Overexpression of host proteins RPL18, RALY, and RHOA affects swine acute diarrhea syndrome coronavirus (SADS-COV) replication. (A) When the Vero cells were laid on 12-well plates, and the confluence degree reached 80%, empty vector (4 μg/well), Flag-RPL18 (4 μg/well), Flag-RALY (4 μg/well), and Flag-RHOA (4 μg/well) were transfected into the cells. At 24 h after transfection, 1 multiplicity of infection (MOI) dose of SADS-COV was added to the cell. Viral titers were detected by TCID50 at 36 hpi. (B) Sample treatment as described in (A). After 36 hpi, the samples were collected by RNAiso Plus, and the total RNA was extracted.
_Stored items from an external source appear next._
// storekeep/src/store/postgres/notifications.rs

use async_trait::async_trait;
use sqlx::PgPool;
use uuid::Uuid;

use super::map_sqlx_error;
use crate::error::StoreResult;
use crate::model::Notification;
use crate::store::NotificationStore;

const NOTIFICATION_COLUMNS: &str =
  "id, recipient_id, recipient_role, kind, priority, title, message, metadata, order_id, product_id, is_read, created_at";

/// Writes go straight to the pool, never through a placement transaction.
#[derive(Clone)]
pub struct PgNotificationStore {
  pool: PgPool,
}

impl PgNotificationStore {
  pub fn new(pool: PgPool) -> Self {
    Self { pool }
  }
}

#[async_trait]
impl NotificationStore for PgNotificationStore {
  async fn insert(&self, notification: &Notification) -> StoreResult<()> {
    sqlx::query(
      "INSERT INTO notifications \
       (id, recipient_id, recipient_role, kind, priority, title, message, metadata, order_id, product_id, is_read, created_at) \
       VALUES ($1, $2, $3, $4, $5, $6, $7, $8, $9, $10, $11, $12)",
    )
    .bind(notification.id)
    .bind(notification.recipient_id)
    .bind(notification.recipient_role)
    .bind(notification.kind)
    .bind(notification.priority)
    .bind(&notification.title)
    .bind(&notification.message)
    .bind(&notification.metadata)
    .bind(notification.order_id)
    .bind(notification.product_id)
    .bind(notification.is_read)
    .bind(notification.created_at)
    .execute(&self.pool)
    .await
    .map_err(|e| map_sqlx_error("insert_notification", e))?;
    Ok(())
  }

  async fn list_for(&self, recipient_id: Uuid, unread_only: bool) -> StoreResult<Vec<Notification>> {
    let sql = format!(
      "SELECT {} FROM notifications WHERE recipient_id = $1 AND ($2 = FALSE OR is_read = FALSE) \
       ORDER BY created_at DESC",
      NOTIFICATION_COLUMNS
    );
    sqlx::query_as::<_, Notification>(&sql)
      .bind(recipient_id)
      .bind(unread_only)
      .fetch_all(&self.pool)
      .await
      .map_err(|e| map_sqlx_error("list_notifications", e))
  }

  async fn unread_count(&self, recipient_id: Uuid) -> StoreResult<i64> {
    let (count,): (i64,) =
      sqlx::query_as("SELECT COUNT(*) FROM notifications WHERE recipient_id = $1 AND is_read = FALSE")
        .bind(recipient_id)
        .fetch_one(&self.pool)
        .await
        .map_err(|e| map_sqlx_error("unread_notification_count", e))?;
    Ok(count)
  }

  async fn mark_read(&self, notification_id: Uuid, recipient_id: Uuid) -> StoreResult<bool> {
    let result = sqlx::query("UPDATE notifications SET is_read = TRUE WHERE id = $1 AND recipient_id = $2")
      .bind(notification_id)
      .bind(recipient_id)
      .execute(&self.pool)
      .await
      .map_err(|e| map_sqlx_error("mark_notification_read", e))?;
    Ok(result.rows_affected() > 0)
  }

  async fn delete(&self, notification_id: Uuid, recipient_id: Uuid) -> StoreResult<bool> {
    let result = sqlx::query("DELETE FROM notifications WHERE id = $1 AND recipient_id = $2")
      .bind(notification_id)
      .bind(recipient_id)
      .execute(&self.pool)
      .await
      .map_err(|e| map_sqlx_error("delete_notification", e))?;
    Ok(result.rows_affected() > 0)
  }
}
The mRNA expression level of SADS-CoV N gene was evaluated by real-time RT-qPCR. Flag-RHOA (C), Flag-RALY (D), and Flag-RPL18 (E) were transfected into Vero cells at different doses (1, 2l, and 4 μg/well) with empty vector, and the rest were treated as described in (A). N protein expression was detected by Western blotting at 36 hpi. GAPDH was used as an internal loading control. The band densitometry was analyzed by Image J software. All data are presented as means ± SD and were analyzed by GraphPad Prism software (GraphPad Software, San Diego, CA, USA) using a t-test (*0.05 < p < 0.01, **p < 0.01).